By Mary O’KEEFE
The recent wind event has left many residents with lights finally back on but a lot of questions as to why it took so long to get power back up and where the break down occurred in communications between Southern California Edison and their customers.
“People were upset,” said Tony Bell, spokesman for Los Angeles County Mayor Michael Antonovich.
Antonovich’s office fielded many calls from residents who were not only upset that their power was off but they could not get a clear answer from the utility company as to how long they would be in the dark.
“We had hospitals and [nursing homes] calling and residents who were taking care of elderly in their homes,” Bell said. “Most of the calls that I took were from people that had no idea what was going on.”
On Dec. 1, Antonovich declared a State of Emergency in Los Angeles County. The cities of Pasadena, Sierra Madre and Monrovia declared local emergencies.
In the meantime, one La Crescenta resident just wanted some answers about when her power would be restored. Electric wires were down in her neighborhood, however an SCE repair truck was nowhere to be seen for days.
“We went out on Thursday morning at 5 [a.m.] and we didn’t see anyone [from SCE] until Tuesday and that was only after we called Mike Antonovich’s office,” said Diane Bularz.
Bularz was without power for six days.
State Assemblymember Anthony Portantino, a La Cañada Flintridge resident, was also dealing with a number of calls at his office.
“I think one of the biggest issues was [the need for] better coordination,” Portantino said.
He added people that contacted him were frustrated with the lack of accurate communication with the utility company.
“The situation was no one was getting information. People were left in the dark, figuratively and literally,” Bell said.
After some residents throughout San Gabriel were without electricity for five days, Antonovich urged SCE to expedite the restoration of power. He requested a meeting with the utility officials and requested them to increase communication to impacted residents.
As a result of all the miscommunication, officials are concerned about future power outages either due to weather or earthquake.
Antonovich put a motion before the L.A. County board of supervisors requiring the California Public Utilities Commission to oversee a program that would require and implement an effective communication plan between the utility company and consumers. The motion was approved.
Portantino is introducing a bill that would require each utility company to report with every county in its service area every two years for the purpose of reviewing, updating and improving their emergency disaster and preparedness plans.

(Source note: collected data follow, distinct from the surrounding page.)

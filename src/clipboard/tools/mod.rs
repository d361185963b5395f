//! Platform clipboard tools.

mod pbcopy;
mod wl_copy;
mod xclip;
mod xsel;

pub use pbcopy::Pbcopy;
pub use wl_copy::WlCopy;
pub use xclip::Xclip;
pub use xsel::Xsel;

use std::io::Write;
use std::process::{Command, Stdio};

use super::tool::{CopyTool, CopyToolError};

/// Tools for the current platform, in priority order.
pub fn platform_tools() -> Vec<Box<dyn CopyTool>> {
    if cfg!(target_os = "macos") {
        vec![Box::new(Pbcopy::new())]
    } else if cfg!(target_os = "linux") {
        vec![
            Box::new(WlCopy::new()),
            Box::new(Xclip::new()),
            Box::new(Xsel::new()),
        ]
    } else {
        Vec::new()
    }
}

/// Check whether `program` is on the PATH.
pub(crate) fn tool_exists(program: &str) -> bool {
    Command::new("which")
        .arg(program)
        .output()
        .map(|o| o.status.success())
        .unwrap_or(false)
}

/// Run `program` with `args` and write `text` to its stdin.
pub(crate) fn pipe_text(program: &str, args: &[&str], text: &str) -> Result<(), CopyToolError> {
    let mut command = Command::new(program);
    command.args(args);
    pipe_command(command, text)
}

/// Spawn `command`, write `text` to its stdin and wait for it to exit.
///
/// Only stdin is piped. xclip and wl-copy leave a child behind to serve the
/// selection, and that child must not hold any pipe we read to EOF.
pub(crate) fn pipe_command(mut command: Command, text: &str) -> Result<(), CopyToolError> {
    let program = command.get_program().to_string_lossy().into_owned();
    let mut child = command
        .stdin(Stdio::piped())
        .stdout(Stdio::null())
        .stderr(Stdio::null())
        .spawn()
        .map_err(|e| match e.kind() {
            std::io::ErrorKind::NotFound => CopyToolError::NotFound,
            _ => CopyToolError::Failed(e.to_string()),
        })?;

    let written = match child.stdin.take() {
        Some(mut stdin) => stdin.write_all(text.as_bytes()),
        None => Ok(()),
    };
    // stdin is dropped by now, so the tool sees EOF

    let status = child
        .wait()
        .map_err(|e| CopyToolError::Failed(e.to_string()))?;
    written.map_err(|e| CopyToolError::Failed(format!("{program}: {e}")))?;

    if status.success() {
        Ok(())
    } else {
        Err(CopyToolError::Failed(format!("{program} exited with {status}")))
    }
}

While the power was out, Crescenta Valley Water District was working quickly to respond to the power outage. CVWD deployed emergency generators to strategic locations allowing continued water delivery to the upper reservoirs in the system. Following their set emergency procedures, CVWD was able to get extra power sources to keep their telephone and Internet system up.
The city of Glendale kept residents constantly updated through the city’s website that included information on how many trees and power lines were down, the progress on debris clean up, the status of Glendale Unified School District and schools, and outages in the Glendale Water and Power area.

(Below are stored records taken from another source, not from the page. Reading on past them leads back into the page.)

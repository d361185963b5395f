//! Round trips between the document, escape text and markup

use chromatext::ansi::{decode, encode, encode_with, import, EncodeOptions, LinePolicy, VisualStyle};
use chromatext::document::{apply_style, reset_document, Document, Selection};
use chromatext::markup::{ingest, render};
use chromatext::style::{StyleCode, StyleState};

fn sample_document() -> Document {
    let doc = reset_document("Status: OK\nwarn: disk 91%\n\n  done ✓");
    [
        (0, 6, StyleCode::Bold),
        (8, 10, StyleCode::FgYellowishGreen),
        (8, 10, StyleCode::BgBlueishBlack),
        (11, 15, StyleCode::FgGold),
        (11, 15, StyleCode::Underline),
        (16, 25, StyleCode::BgRustBrown),
        (20, 32, StyleCode::FgWhite),
    ]
    .into_iter()
    .fold(doc, |doc, (start, end, code)| {
        apply_style(&doc, Selection::new(start, end), code)
    })
}

#[test]
fn import_restores_encoded_document() {
    let doc = sample_document();
    assert_eq!(import(&encode(&doc)), doc.compact());
}

#[test]
fn import_restores_reopened_encoding() {
    let doc = sample_document();
    let options = EncodeOptions {
        line_policy: LinePolicy::Reopen,
        fence: true,
    };
    assert_eq!(import(&encode_with(&doc, &options)), doc.compact());
}

#[test]
fn markup_round_trip_restores_document() {
    let doc = sample_document();
    assert_eq!(ingest(&render(&doc)), doc.compact());
}

#[test]
fn ingested_markup_encodes_like_direct_styling() {
    let pasted = concat!(
        r#"<div><span style="color: rgb(220, 50, 47); font-weight: 700">Error</span>"#,
        r#" at <span style="text-decoration: underline">line 3</span></div>"#,
    );
    let direct = [
        (0, 5, StyleCode::FgRed),
        (0, 5, StyleCode::Bold),
        (9, 15, StyleCode::Underline),
    ]
    .into_iter()
    .fold(reset_document("Error at line 3"), |doc, (start, end, code)| {
        apply_style(&doc, Selection::new(start, end), code)
    });

    assert_eq!(encode(&ingest(pasted)), encode(&direct));
}

#[test]
fn every_state_survives_render_and_decode() {
    for fg in [None, Some(StyleCode::FgDarkGray), Some(StyleCode::FgPink)] {
        for bg in [None, Some(StyleCode::BgGray45), Some(StyleCode::BgCreamWhite)] {
            for bold in [false, true] {
                for underline in [false, true] {
                    let mut state = StyleState::default();
                    state.set_bold(bold);
                    state.set_underline(underline);
                    if let Some(fg) = fg {
                        state.apply(fg);
                    }
                    if let Some(bg) = bg {
                        state.apply(bg);
                    }
                    let decoded = decode(&VisualStyle::from_state(&state));
                    assert_eq!(decoded, state.code_set(), "{state:?}");
                }
            }
        }
    }
}

#[test]
fn foreign_escapes_are_dropped_on_import() {
    let text = "\x1b[38;5;208morange\x1b[0m \x1b[2Jcleared \x1b[1;90mbright\x1b[22;39m";
    let doc = import(text);
    assert_eq!(doc.plain_text(), "orange cleared bright");
    assert_eq!(encode(&doc), "```ansi\norange cleared \x1b[1mbright\x1b[0m\n```");
}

Los Angeles County Public Works hit the ground running as the windstorm moved through the area.
“We immediately went [to work] after the wind event. Crews responded first to public safety concerns,” said Kerjon Lee, L.A. County Public Works public affairs manager.
The crews first cleaned trees and debris from public roads and neighborhoods. They then went to work on the debris basins.
“In the Arroyo Seco [basin] there were trees that needed to be cleared,” Lee said.
Luckily they had about a week between the windstorm and rainstorm. The basins were clear in time for the rains. The Crescenta Valley Sheriff’s Station did not report any damage due to flooding from the recent rains.
Some of the debris was taken, temporarily, to sediment placement sites, Lee said.
DPW will be working with the city of Pasadena to transport the debris to one of their facilities where it will be turned into mulch and will eventually be available for residents.
SCE customers who are interested in filing a claim of lost appliances or food due to extended power outages can do so by visiting www.sce.com/CustomerService/request/claims/claims-information.